Could you try to reproduce when commenting out the following config properties?:
"batch.num.messages":1,
"socket.nagle.disable":"true",
"socket.blocking.max.ms":50,
"queue.buffering.max.ms":1,
"log.connection.close":"false",
Also note that the following properties are for the consumer and are ignored for the producer:
"group.id":"KafkaProducerTest.exe",
"enable.auto.commit":"false",
@edenhill no success. However, I've noticed that the code (without your proposed config changes) works on Windows Server 2016 but it does not on Windows Server 2012 (regardless with or without the proposed config changes). The consumer config is OK as I've got both producer and consumer in my test app. Thanks for a very prompt response.

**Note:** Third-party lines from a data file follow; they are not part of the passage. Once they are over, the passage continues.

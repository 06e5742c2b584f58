// crates/uanodeset-rs/src/walker.rs

//! Cycle-safe depth-first traversal of the address space.

use crate::error::ReadError;
use crate::ids;
use crate::log::{NodeContext, node_info, node_trace, node_warn};
use crate::session::AddressSpace;
use crate::types::NodeId;
use std::collections::HashSet;

/// Receives a monotonically increasing count while a pass makes progress.
pub trait ProgressSink {
    fn update(&mut self, count: usize);
}

impl<F: FnMut(usize)> ProgressSink for F {
    fn update(&mut self, count: usize) {
        self(count)
    }
}

/// A sink that discards progress updates.
#[derive(Debug, Default, Clone, Copy)]
pub struct NoProgress;

impl ProgressSink for NoProgress {
    fn update(&mut self, _count: usize) {}
}

/// The outcome of a traversal.
#[derive(Debug, Default)]
pub struct Traversal {
    /// Every reachable node exactly once, in pre-order.
    pub nodes: Vec<NodeId>,
    /// Nodes whose children could not be enumerated; their subtrees are missing.
    pub browse_failures: Vec<(NodeId, ReadError)>,
}

/// Walks the hierarchy below `root` depth-first, pre-order.
///
/// Children are the targets of forward `HierarchicalReferences` (subtypes
/// included). A node is recorded the first time it is reached and never
/// expanded again, so reference cycles terminate. The explicit stack keeps the
/// traversal depth independent of the native call stack.
pub fn traverse<S: AddressSpace>(
    space: &S,
    root: &NodeId,
    progress: &mut dyn ProgressSink,
) -> Traversal {
    let mask = NodeId::numeric(0, ids::HIERARCHICAL_REFERENCES);
    let mut visited: HashSet<NodeId> = HashSet::new();
    let mut traversal = Traversal::default();
    let mut stack = vec![root.clone()];
    node_info!(NodeContext::new("browse", root), "Collecting hierarchy");

    while let Some(node) = stack.pop() {
        if !visited.insert(node.clone()) {
            continue;
        }
        traversal.nodes.push(node.clone());
        progress.update(traversal.nodes.len());

        let ctx = NodeContext::new("browse", &node);
        node_trace!(ctx, "Added to visitation order");

        match space.children(&node, &mask) {
            Ok(children) => {
                // Reverse so the first child is expanded first.
                stack.extend(
                    children
                        .into_iter()
                        .rev()
                        .filter(|child| !visited.contains(child)),
                );
            }
            Err(e) => {
                node_warn!(ctx, "Children could not be enumerated, subtree skipped: {}", e);
                traversal.browse_failures.push((node, e));
            }
        }
    }

    node_info!(
        NodeContext::new("browse", root),
        "Collected {} nodes ({} browse failures)",
        traversal.nodes.len(),
        traversal.browse_failures.len()
    );
    traversal
}
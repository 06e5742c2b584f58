// src/lib.rs

#![doc = "Crawls an OPC UA address space and exports nodes as NodeSet2 XML."]
#![doc = ""]
#![doc = "The library is transport agnostic: it consumes any `AddressSpace`"]
#![doc = "implementation and provides:"]
#![doc = "- `traverse`: cycle-safe depth-first collection of the hierarchy below Root."]
#![doc = "- `tally`: per-namespace, per-class node statistics."]
#![doc = "- `ExportPipeline`: namespace filtering, node serialization and file output."]
#![doc = ""]
#![doc = "`MemoryAddressSpace` is an in-memory implementation loadable from JSON snapshots."]

// --- Foundation Modules ---
pub mod error;
pub mod ids;
mod log;
pub mod types;
pub mod value;

// --- Client Capability ---
pub mod memory;
pub mod session;

// --- Export Stages ---
pub mod config;
pub mod model;
pub mod namespace;
pub mod pipeline;
pub mod serializer;
pub mod stats;
pub mod typedesc;
pub mod walker;
pub mod writer;

// --- Top-level Exports ---
pub use config::{ExportOptions, UriPatch};
pub use error::{ConnectionError, ExportError, ReadError, SerializeError, SnapshotError};
pub use memory::{MemoryAddressSpace, MemoryNode, Snapshot, SnapshotConnector};
pub use namespace::{NamespaceMap, NamespaceRegistry};
pub use pipeline::{ExportPipeline, ExportReport, SkippedNode, apply_uri_patch};
pub use session::{AddressSpace, Connector, Credentials};
pub use stats::{Statistics, tally};
pub use types::{LocalizedText, NodeClass, NodeId, QualifiedName};
pub use value::{ExtensionObject, Variant};
pub use walker::{NoProgress, ProgressSink, Traversal, traverse};
pub use writer::write_nodeset;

Do any of the producer examples here work?
@edenhill Let me try.
@edenhill I've just tried this one. It hangs too.
@edenhill @mhowlett Ok, my initial hypothesis about the issue being OS related fails. I have found a Windows Server 2012 machine where it works just fine. I am very confused now.

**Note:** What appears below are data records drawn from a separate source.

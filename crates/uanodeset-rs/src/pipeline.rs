// crates/uanodeset-rs/src/pipeline.rs

//! The export run: select, serialize, write, patch.

use crate::config::{ExportOptions, UriPatch};
use crate::error::{ExportError, SerializeError};
use crate::log::{NodeContext, node_warn};
use crate::model::{Model, NodeSet};
use crate::namespace::{NamespaceRegistry, referenced_indices};
use crate::serializer::{ExportState, serialize_node};
use crate::session::AddressSpace;
use crate::types::NodeId;
use crate::walker::ProgressSink;
use log::{debug, info};
use std::fs;
use std::path::Path;

/// A node left out of the document and why.
#[derive(Debug, Clone, PartialEq)]
pub struct SkippedNode {
    pub node: NodeId,
    pub reason: SerializeError,
}

/// Outcome of an export run.
#[derive(Debug, Clone, Default, PartialEq)]
pub struct ExportReport {
    /// Nodes that passed the namespace filter.
    pub selected: usize,
    /// Nodes written to the document.
    pub exported: usize,
    pub skipped: Vec<SkippedNode>,
    /// Entries of the `<Aliases>` section.
    pub aliases: usize,
    /// URIs of the `<NamespaceUris>` section.
    pub namespace_uris: Vec<String>,
    /// Whether the URI patch found its placeholder.
    pub patched: bool,
}

pub struct ExportPipeline<'a, S: AddressSpace> {
    space: &'a S,
    registry: &'a NamespaceRegistry,
    options: ExportOptions,
}

impl<'a, S: AddressSpace> ExportPipeline<'a, S> {
    pub fn new(space: &'a S, registry: &'a NamespaceRegistry, options: ExportOptions) -> Self {
        Self {
            space,
            registry,
            options,
        }
    }

    /// Keeps the nodes whose own namespace passes the filter, in input order.
    pub fn select(&self, nodes: &[NodeId]) -> Vec<NodeId> {
        nodes
            .iter()
            .filter(|n| self.options.selects(n.namespace))
            .cloned()
            .collect()
    }

    /// Builds the document for `nodes` (already traversed, unfiltered).
    ///
    /// Failing nodes are skipped and listed in the report; the document is
    /// always produced.
    pub fn build_document(
        &self,
        nodes: &[NodeId],
        progress: &mut dyn ProgressSink,
    ) -> (NodeSet, ExportReport) {
        // 1. Namespace filter
        let selected = self.select(nodes);
        match &self.options.namespace_filter {
            Some(filter) => info!("Export only NS {:?}", filter),
            None => info!("Export all namespaces"),
        }
        info!("Export node values: {}", self.options.export_values);

        // 2. Namespace table of the selection
        let referenced = referenced_indices(self.space, &selected, self.options.export_values);
        let mut state = ExportState::new(self.registry.document_map(&referenced));

        // 3. Nodes, in traversal order
        let mut report = ExportReport {
            selected: selected.len(),
            ..ExportReport::default()
        };
        let mut elements = Vec::with_capacity(selected.len());
        for (done, node) in selected.iter().enumerate() {
            let ctx = NodeContext::new("export", node);
            match serialize_node(self.space, node, &mut state, &self.options) {
                Ok(element) => elements.push(element),
                Err(reason) => {
                    node_warn!(ctx, "Node skipped: {}", reason);
                    report.skipped.push(SkippedNode {
                        node: node.clone(),
                        reason,
                    });
                }
            }
            progress.update(done + 1);
        }
        report.exported = elements.len();
        debug!("Resolved {} structured types", state.types.len());

        // 4. Header sections and aliases
        let nodeset = NodeSet {
            namespace_uris: state.namespaces.uris().to_vec(),
            models: vec![Model {
                model_uri: self.options.model_uri.clone(),
                required_models: vec![self.options.required_model.clone()],
            }],
            nodes: elements,
            aliases: state.aliases.to_elements(),
        };
        report.aliases = nodeset.aliases.len();
        report.namespace_uris = nodeset.namespace_uris.clone();

        (nodeset, report)
    }

    /// Exports `nodes` to `output` and applies the configured URI patch.
    ///
    /// # Errors
    /// Only document-level failures (XML writing, file I/O) are returned.
    /// Per-node failures end up in `ExportReport::skipped`.
    pub fn run(
        &self,
        nodes: &[NodeId],
        output: &Path,
        progress: &mut dyn ProgressSink,
    ) -> Result<ExportReport, ExportError> {
        let (nodeset, mut report) = self.build_document(nodes, progress);
        info!("Export nodes to {}", output.display());
        let text = crate::writer::write_nodeset(&nodeset)?;
        fs::write(output, text)?;

        if let Some(patch) = &self.options.uri_patch {
            report.patched = patch_file(output, patch)?;
        }
        info!("Export finished");
        Ok(report)
    }
}

/// Replaces every occurrence of the patch placeholder in `text`.
pub fn apply_uri_patch(text: &str, patch: &UriPatch) -> String {
    text.replace(&patch.placeholder(), &patch.replacement())
}

/// Rewrites the file at `path` in place. Returns whether anything changed.
pub fn patch_file(path: &Path, patch: &UriPatch) -> Result<bool, ExportError> {
    let text = fs::read_to_string(path)?;
    let patched = apply_uri_patch(&text, patch);
    if patched == text {
        debug!("URI patch placeholder {} not present", patch.placeholder());
        return Ok(false);
    }
    fs::write(path, patched)?;
    info!("Namespace URI {} rewritten to {}", patch.from, patch.to);
    Ok(true)
}

#[cfg(test)]
mod tests {
    use super::*;

    #[test]
    fn test_patch_replaces_every_occurrence() {
        let patch = UriPatch::default();
        let text = "<Uri>KEPServerEX</Uri><Uri>KEPServerEX</Uri><Uri>KEPServerEXtra</Uri>";
        assert_eq!(
            apply_uri_patch(text, &patch),
            "<Uri>KEPServerEnterprise</Uri><Uri>KEPServerEnterprise</Uri><Uri>KEPServerEXtra</Uri>"
        );
    }

    #[test]
    fn test_patch_without_placeholder_is_identity() {
        let patch = UriPatch::default();
        let text = "<Uri>urn:other</Uri>";
        assert_eq!(apply_uri_patch(text, &patch), text);
    }
}
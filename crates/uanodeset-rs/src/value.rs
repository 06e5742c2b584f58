// crates/uanodeset-rs/src/value.rs

use crate::ids;
use crate::types::{LocalizedText, NodeId, QualifiedName};
use chrono::{DateTime, Utc};
use serde::{Deserialize, Serialize};
use std::collections::{BTreeMap, BTreeSet};
use uuid::Uuid;

/// A structured value together with the id of its (concrete) DataType.
///
/// Members are keyed by name; their output order comes from the type's
/// declared member list, not from this map.
#[derive(Debug, Clone, PartialEq, Serialize, Deserialize)]
pub struct ExtensionObject {
    pub type_id: NodeId,
    #[serde(default)]
    pub fields: BTreeMap<String, Variant>,
}

impl ExtensionObject {
    pub fn new(type_id: NodeId) -> Self {
        Self {
            type_id,
            fields: BTreeMap::new(),
        }
    }

    pub fn with_field(mut self, name: impl Into<String>, value: Variant) -> Self {
        self.fields.insert(name.into(), value);
        self
    }
}

/// Represents any value an attribute or a Variable's `Value` can hold.
#[derive(Debug, Clone, PartialEq, Serialize, Deserialize)]
pub enum Variant {
    Empty,
    Boolean(bool),
    SByte(i8),
    Byte(u8),
    Int16(i16),
    UInt16(u16),
    Int32(i32),
    UInt32(u32),
    Int64(i64),
    UInt64(u64),
    Float(f32),
    Double(f64),
    String(String),
    DateTime(DateTime<Utc>),
    Guid(Uuid),
    ByteString(Vec<u8>),
    XmlElement(String),
    NodeId(NodeId),
    ExpandedNodeId(NodeId),
    StatusCode(u32),
    QualifiedName(QualifiedName),
    LocalizedText(LocalizedText),
    ExtensionObject(ExtensionObject),
    Array(Vec<Variant>),
}

impl Variant {
    /// The builtin data type id of the encoded value, if it is a scalar.
    pub fn builtin_type(&self) -> Option<u32> {
        let id = match self {
            Variant::Boolean(_) => ids::BOOLEAN,
            Variant::SByte(_) => ids::SBYTE,
            Variant::Byte(_) => ids::BYTE,
            Variant::Int16(_) => ids::INT16,
            Variant::UInt16(_) => ids::UINT16,
            Variant::Int32(_) => ids::INT32,
            Variant::UInt32(_) => ids::UINT32,
            Variant::Int64(_) => ids::INT64,
            Variant::UInt64(_) => ids::UINT64,
            Variant::Float(_) => ids::FLOAT,
            Variant::Double(_) => ids::DOUBLE,
            Variant::String(_) => ids::STRING,
            Variant::DateTime(_) => ids::DATE_TIME,
            Variant::Guid(_) => ids::GUID,
            Variant::ByteString(_) => ids::BYTE_STRING,
            Variant::XmlElement(_) => ids::XML_ELEMENT,
            Variant::NodeId(_) => ids::NODE_ID,
            Variant::ExpandedNodeId(_) => ids::EXPANDED_NODE_ID,
            Variant::StatusCode(_) => ids::STATUS_CODE,
            Variant::QualifiedName(_) => ids::QUALIFIED_NAME,
            Variant::LocalizedText(_) => ids::LOCALIZED_TEXT,
            Variant::ExtensionObject(_) => ids::STRUCTURE,
            Variant::Empty | Variant::Array(_) => return None,
        };
        Some(id)
    }

    pub fn is_empty(&self) -> bool {
        matches!(self, Variant::Empty)
    }

    /// Adds the namespace index of every id and name the value carries.
    pub fn collect_namespaces(&self, out: &mut BTreeSet<u16>) {
        match self {
            Variant::NodeId(id) | Variant::ExpandedNodeId(id) => {
                out.insert(id.namespace);
            }
            Variant::QualifiedName(name) => {
                out.insert(name.namespace);
            }
            Variant::ExtensionObject(object) => {
                out.insert(object.type_id.namespace);
                for field in object.fields.values() {
                    field.collect_namespaces(out);
                }
            }
            Variant::Array(items) => {
                for item in items {
                    item.collect_namespaces(out);
                }
            }
            _ => {}
        }
    }

    /// Widens any integer variant to `i64`.
    pub fn as_i64(&self) -> Option<i64> {
        match *self {
            Variant::SByte(v) => Some(v.into()),
            Variant::Byte(v) => Some(v.into()),
            Variant::Int16(v) => Some(v.into()),
            Variant::UInt16(v) => Some(v.into()),
            Variant::Int32(v) => Some(v.into()),
            Variant::UInt32(v) => Some(v.into()),
            Variant::Int64(v) => Some(v),
            Variant::UInt64(v) => i64::try_from(v).ok(),
            _ => None,
        }
    }

    pub fn as_f64(&self) -> Option<f64> {
        match *self {
            Variant::Float(v) => Some(v.into()),
            Variant::Double(v) => Some(v),
            _ => self.as_i64().map(|v| v as f64),
        }
    }

    pub fn as_bool(&self) -> Option<bool> {
        match *self {
            Variant::Boolean(v) => Some(v),
            _ => None,
        }
    }

    pub fn as_node_id(&self) -> Option<&NodeId> {
        match self {
            Variant::NodeId(v) | Variant::ExpandedNodeId(v) => Some(v),
            _ => None,
        }
    }

    /// Integer elements of an array value (`ArrayDimensions`).
    pub fn as_u32_list(&self) -> Option<Vec<u32>> {
        match self {
            Variant::Array(items) => items
                .iter()
                .map(|v| v.as_i64().and_then(|i| u32::try_from(i).ok()))
                .collect(),
            Variant::Empty => Some(Vec::new()),
            _ => None,
        }
    }
}

#[cfg(test)]
mod tests {
    use super::*;

    #[test]
    fn test_integer_widening() {
        assert_eq!(Variant::Byte(3).as_i64(), Some(3));
        assert_eq!(Variant::Int32(-1).as_i64(), Some(-1));
        assert_eq!(Variant::UInt64(u64::MAX).as_i64(), None);
        assert_eq!(Variant::String("1".into()).as_i64(), None);
    }

    #[test]
    fn test_array_dimensions_list() {
        let dims = Variant::Array(vec![Variant::UInt32(2), Variant::UInt32(3)]);
        assert_eq!(dims.as_u32_list(), Some(vec![2, 3]));
        assert_eq!(Variant::Empty.as_u32_list(), Some(vec![]));
        assert_eq!(Variant::Array(vec![Variant::Int32(-1)]).as_u32_list(), None);
    }

    #[test]
    fn test_builtin_type_of_scalars() {
        assert_eq!(Variant::Double(1.0).builtin_type(), Some(ids::DOUBLE));
        assert_eq!(
            Variant::ExtensionObject(ExtensionObject::new(NodeId::numeric(2, 1))).builtin_type(),
            Some(ids::STRUCTURE)
        );
        assert_eq!(Variant::Array(vec![]).builtin_type(), None);
    }

    #[test]
    fn test_collect_namespaces_recurses() {
        let value = Variant::Array(vec![
            Variant::NodeId(NodeId::numeric(3, 1)),
            Variant::ExtensionObject(
                ExtensionObject::new(NodeId::numeric(4, 2))
                    .with_field("Name", Variant::QualifiedName(QualifiedName::new(5, "N")))
                    .with_field("Count", Variant::Int32(1)),
            ),
        ]);
        let mut out = BTreeSet::new();
        value.collect_namespaces(&mut out);
        assert_eq!(out.into_iter().collect::<Vec<_>>(), vec![3, 4, 5]);
    }
}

@edenhill ~For some reason~ rd_clock() is returning negative values on some of my boxes. It looks like it's due to an overflow when reading QueryPerformanceCounter values. After rebooting the offending box it started working (QueryPerformanceCounter got reset). I've put the following code in rd_kafka_broker_producer_serve just after now is set:
rd_rkb_dbg(rkb, QUEUE, "CLOCK", "now %"PRId64"", now);
Output from a working box:
Debug|2018-08-29 14:54:25.898|rdkafka#producer-1|CLOCK| [thrd:zzz.zzz.zzz.zzz:9092/bootstrap]: zzz.zzz.zzz.zzz:9092/3:
now 14951693103
Output from not working box:
Debug|2018-08-29 14:53:49.300|rdkafka#producer-1|CLOCK| [thrd:xxx.xxx.xxx.xxx:9092/bootstrap]: xxx.xxx.xxx.xxx:9092/2:
now -102503745224
EDIT: QueryPerformanceCounter values from a non-working box:
Before reboot:
QueryPerformanceCounter: 219923348897693
QueryPerformanceFrequency: 14318180
After reboot:
QueryPerformanceCounter: 10132389946
QueryPerformanceFrequency: 14318180
This issue is also apparent in 0.11.5 but not in 0.11.4 and below. Rebooting the machine did resolve the problem but not sure if I should continue to use 0.11.5.
@edenhill @mhowlett @ecparra I believe the issue is in the following piece of code from rdtime.h:
static RD_INLINE rd_ts_t rd_clock (void) {
//some other code
return (now.QuadPart * 1000000) / freq.QuadPart;
//some other code
}
QuadPart is a long long so the max value for that is 9223372036854775807 which means the max value before it overflows on the multiplication by 1000000 can be 9223372036854. With a freq of 14318180 (that was on my failing box) it corresponds to slightly more than 7 days:
//counter value / counter freq / seconds in an hour / hours in a day
9223372036854 / 14318180 / 3600 / 24 = about 7.45 days
In 0.11.4 it was implemented using return (rd_ts_t)GetTickCount64() * 1000LLU; that's why it wouldn't have that bug. Does this make sense?
~EDIT: Could we just change the order of the calculation to: (now.QuadPart / freq.QuadPart) * 1000000 ;~ ignore it. According to Microsoft this does not make sense:
//
// We now have the elapsed number of ticks, along with the
// number of ticks-per-second. We use these values
// to convert to the number of elapsed microseconds.
// To guard against loss-of-precision, we convert
// to microseconds *before* dividing by ticks-per-second.
//
@queil Great analysis! Will look into it, thank you!
@edenhill Thank you very much. It's a real show-stopper for us at the moment.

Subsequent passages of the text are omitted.